[Collected data]
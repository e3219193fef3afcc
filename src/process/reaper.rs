//! # Child reaper: SIGCHLD-driven exit collection.
//!
//! A dedicated task owns the process-wide SIGCHLD stream (tokio's signal
//! driver is the self-pipe mechanism: the handler only wakes the loop, no
//! logic runs in signal context). Every wake drains **all** reapable
//! children, because the kernel coalesces SIGCHLD: one delivery may stand
//! for several deaths.
//!
//! ## Flow
//! ```text
//! SIGCHLD ──► sigchld.recv() ──► loop { waitpid(ANY, WNOHANG) }
//!                                    ├─► Exited(pid, code)    → ExitEvent
//!                                    ├─► Signaled(pid, sig)   → ExitEvent
//!                                    ├─► StillAlive / ECHILD  → drained, stop
//!                                    └─► Stopped/Continued    → ignore
//! ```
//!
//! Events flow to the supervisor over an unbounded channel; the supervisor
//! maps pids back to workers and logs any pid it does not recognize.

use nix::errno::Errno;
use nix::sys::wait::{waitpid, WaitPidFlag, WaitStatus};
use tokio::signal::unix::{signal, SignalKind};
use tokio::sync::mpsc;
use tokio::time::Instant;
use tracing::warn;

use crate::error::RuntimeError;

use super::ExitStatus;

/// One reaped child termination.
#[derive(Debug, Clone, Copy)]
pub struct ExitEvent {
    /// Pid of the terminated child.
    pub pid: i32,
    /// Exit classification.
    pub status: ExitStatus,
    /// Monotonic instant the exit was collected.
    pub reaped_at: Instant,
}

/// Installs the SIGCHLD stream and spawns the reaper task.
///
/// Must be called before the first child is spawned so no death can predate
/// the stream registration.
pub fn spawn_reaper(tx: mpsc::UnboundedSender<ExitEvent>) -> Result<(), RuntimeError> {
    let mut sigchld = signal(SignalKind::child()).map_err(RuntimeError::SignalDriver)?;
    tokio::spawn(async move {
        while sigchld.recv().await.is_some() {
            drain(&tx);
            if tx.is_closed() {
                break;
            }
        }
    });
    Ok(())
}

/// Reaps every terminated child currently available.
fn drain(tx: &mpsc::UnboundedSender<ExitEvent>) {
    loop {
        match waitpid(None, Some(WaitPidFlag::WNOHANG)) {
            Ok(WaitStatus::Exited(pid, code)) => {
                let _ = tx.send(ExitEvent {
                    pid: pid.as_raw(),
                    status: ExitStatus::Exited(code),
                    reaped_at: Instant::now(),
                });
            }
            Ok(WaitStatus::Signaled(pid, sig, _core_dumped)) => {
                let _ = tx.send(ExitEvent {
                    pid: pid.as_raw(),
                    status: ExitStatus::Signaled(sig),
                    reaped_at: Instant::now(),
                });
            }
            Ok(WaitStatus::StillAlive) => break,
            // Job-control notifications; not terminations.
            Ok(_) => continue,
            Err(Errno::ECHILD) => break,
            Err(err) => {
                warn!(?err, "waitpid failed");
                break;
            }
        }
    }
}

▸ **WHAT YOU WILL DO**
Your reply must contain exactly the lines from the first line of the data through the line holding "the loop, no", and nothing more.

▸ **ANSWER TO THE PROBLEM**
repository e3219193fef3afcc
filename src/process/reaper.rs
//! # Child reaper: SIGCHLD-driven exit collection.
//!
//! A dedicated task owns the process-wide SIGCHLD stream (tokio's signal
//! driver is the self-pipe mechanism: the handler only wakes the loop, no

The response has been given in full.